Wer Hilfsfristen vernachlässigt, muss Verstärkung zulassen


Greifswald/Altentreptow (rd.de) – Jahre kämpfte ein privater Rettungsdienstunternehmer um die Zulassung seiner Rettungs- und Krankenwagen im Landkreis Demmin (Mecklenburg-Vorpommern). Nun entschied das Verwaltungsgericht in Greifswald, dass der Kreis dem Privatunternehmer die Genehmigung nicht länger vorenthalten kann.

Des Gericht errechnete aus den vom Landkreis vorgelegten Protokollen der Rettungseinsätze, dass mehr als die Hälfte der Rettungsfahrten im Bereich der Rettungswache Altentreptow länger dauerten, als vom Gesetzgeber des Landes Mecklenburg-Vorpommern vorgegeben ist. Die 10-Minuten Hilfsfrist wird also regelmäßig überschritten.

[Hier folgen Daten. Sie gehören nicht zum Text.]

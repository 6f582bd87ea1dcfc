//! Explicit per-invocation project context.
//!
//! # Responsibility
//! - Carry the current project and both store handles into every
//!   reconciler operation.
//!
//! # Invariants
//! - No reconciler reaches for ambient global state; everything it touches
//!   arrives through this value.

use crate::store::local::LocalStore;
use crate::store::remote::RemoteStore;
use serde::{Deserialize, Serialize};

/// Reference to the project both stores are scoped to.
#[derive(Debug, Clone, PartialEq, Eq, Serialize, Deserialize)]
pub struct ProjectRef {
    /// Remote tracking-DB project id.
    pub id: i64,
    /// Human-readable project name, used only for logging.
    pub name: String,
}

impl ProjectRef {
    pub fn new(id: i64, name: impl Into<String>) -> Self {
        Self {
            id,
            name: name.into(),
        }
    }
}

/// Everything one sync invocation operates on.
///
/// Owns the store handles for the duration of the invocation; callers get
/// them back by field access once the operation returns.
pub struct ProjectContext<L: LocalStore, R: RemoteStore> {
    /// Project both stores are scoped to.
    pub project: ProjectRef,
    /// Local editorial tag registry.
    pub local: L,
    /// Remote production-tracking database.
    pub remote: R,
}

impl<L: LocalStore, R: RemoteStore> ProjectContext<L, R> {
    pub fn new(project: ProjectRef, local: L, remote: R) -> Self {
        Self {
            project,
            local,
            remote,
        }
    }
}
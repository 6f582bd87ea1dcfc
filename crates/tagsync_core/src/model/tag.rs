//! Tag records for both stores.
//!
//! # Responsibility
//! - Model the local editorial tag and the remote tracking-DB tag.
//! - Keep the two identities separate; only names are compared.
//!
//! # Invariants
//! - A `LocalTag` id is stable for the tag's lifetime in the local registry.
//! - A `RemoteTag` id is the tracking DB's record id and never synthesized
//!   by this core.

use serde::{Deserialize, Serialize};
use uuid::Uuid;

/// Stable identifier for a tag in the local editorial registry.
pub type LocalTagId = Uuid;

/// Record id assigned by the remote tracking database.
pub type RemoteTagId = i64;

/// Tag owned by the local editorial tool.
///
/// Only the name participates in synchronization; the id exists so the
/// local store can address assignments without string lookups.
#[derive(Debug, Clone, PartialEq, Eq, Serialize, Deserialize)]
pub struct LocalTag {
    /// Stable registry id.
    pub id: LocalTagId,
    /// Display name; the sync identity.
    pub name: String,
}

impl LocalTag {
    /// Creates a detached local tag with a generated id.
    ///
    /// The tag belongs to no item and no vocabulary until a store call
    /// attaches it.
    pub fn new(name: impl Into<String>) -> Self {
        Self {
            id: Uuid::new_v4(),
            name: name.into(),
        }
    }
}

/// Project-scoped tag entity owned by the remote tracking database.
#[derive(Debug, Clone, PartialEq, Eq, Serialize, Deserialize)]
pub struct RemoteTag {
    /// Remote record id.
    pub id: RemoteTagId,
    /// Tag name (`code` field on the wire); the sync identity.
    pub name: String,
}
//! Type definition of Float, otherwise constants and functions which
//! can be used almost everywhere else in the code.

pub type Float = f32;

pub const MACHINE_EPSILON: Float = std::f32::EPSILON * 0.5;

/// Conservative bound on the relative error accumulated by *n*
/// floating-point operations.
pub fn gamma(n: i32) -> Float {
    (n as Float * MACHINE_EPSILON) / (1.0 - n as Float * MACHINE_EPSILON)
}

#[cfg(test)]
mod tests {
    use super::*;

    #[test]
    fn gamma_grows_with_n() {
        assert!(gamma(3) > 0.0);
        assert!(gamma(5) > gamma(3));
    }
}
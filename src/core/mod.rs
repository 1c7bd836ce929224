//! Foundational pieces shared by the rest of the crate: the
//! floating-point type alias and constants, the geometric classes, and
//! the error types.

pub mod common;
pub mod error;
pub mod geometry;
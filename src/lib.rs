//! # rs_bvh
//!
//! [Rust][rust] crate building an axis-aligned bounding box tree (a
//! bounding-volume hierarchy) over a flat list of triangles and
//! answering nearest-hit ray-intersection queries against it.
//!
//! The tree takes ownership of the triangle list and reorders it in
//! place during construction, so that every node of the hierarchy
//! covers one contiguous sub-range of the shared storage. Queries walk
//! the flattened node array with a small explicit stack, prune
//! subtrees whose bounding box cannot improve on the current best hit,
//! and resolve leaves with a determinant-based ray-triangle test.
//!
//! Mesh loading, shading and presentation are left to the consumers of
//! this crate: they supply the triangles and interpret the returned
//! hit distance, point and normal.
//!
//! ```rust
//! use rs_bvh::accelerators::bvh::AABBTree;
//! use rs_bvh::core::geometry::{Point3f, Vector3f};
//! use rs_bvh::shapes::triangle::Triangle;
//!
//!     let tris = vec![Triangle::new(
//!         Point3f { x: 0.0, y: 0.0, z: 0.0 },
//!         Point3f { x: 1.0, y: 0.0, z: 0.0 },
//!         Point3f { x: 0.0, y: 1.0, z: 0.0 },
//!     )];
//!     let tree = AABBTree::new(tris, 0.001).unwrap();
//!     let hit = tree
//!         .intersect(
//!             Point3f { x: 0.25, y: 0.25, z: 2.0 },
//!             Vector3f { x: 0.0, y: 0.0, z: -1.0 },
//!         )
//!         .unwrap();
//!     assert!((hit.t - 2.0).abs() < 1e-5);
//! ```
//!
//! [rust]: https://www.rust-lang.org

#[macro_use]
extern crate impl_ops;

pub mod accelerators;
pub mod core;
pub mod shapes;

Die Einwände des Kreises, die Zulassung eines weiteren Mitbewerbers im Rettungsdienst könnte zu einer Störung des bisherigen Gefüges und zu Mehrkosten für die Krankenkassen führen, ließ das Gericht nicht gelten. Die Einwohner des Landkreises Demmin haben nach Gesetz Anspruch auf Eintreffen eines Rettungswagens oder eines Notarztes binnen zehn Minuten nach Anruf bei der Rettungsleitstelle unter 112. Die Erfüllung dieses Anspruches gehe den wirtschaftlichen Interessen der Krankenkassen vor.

Das Gericht entschied, dem Privatunternehmer ist die Genehmigung zum Betrieb eines Rettungswagens zu erteilen. Über die Zulassung der Krankenwagen entschied das Gericht hingegen nicht.

Durch den Erfolg beflügelt, kündigte der Anwalt des privaten Rettungsdienstunternehmers an, Schadensersatzansprüche gegenüber dem Kreis geltend machen zu wollen.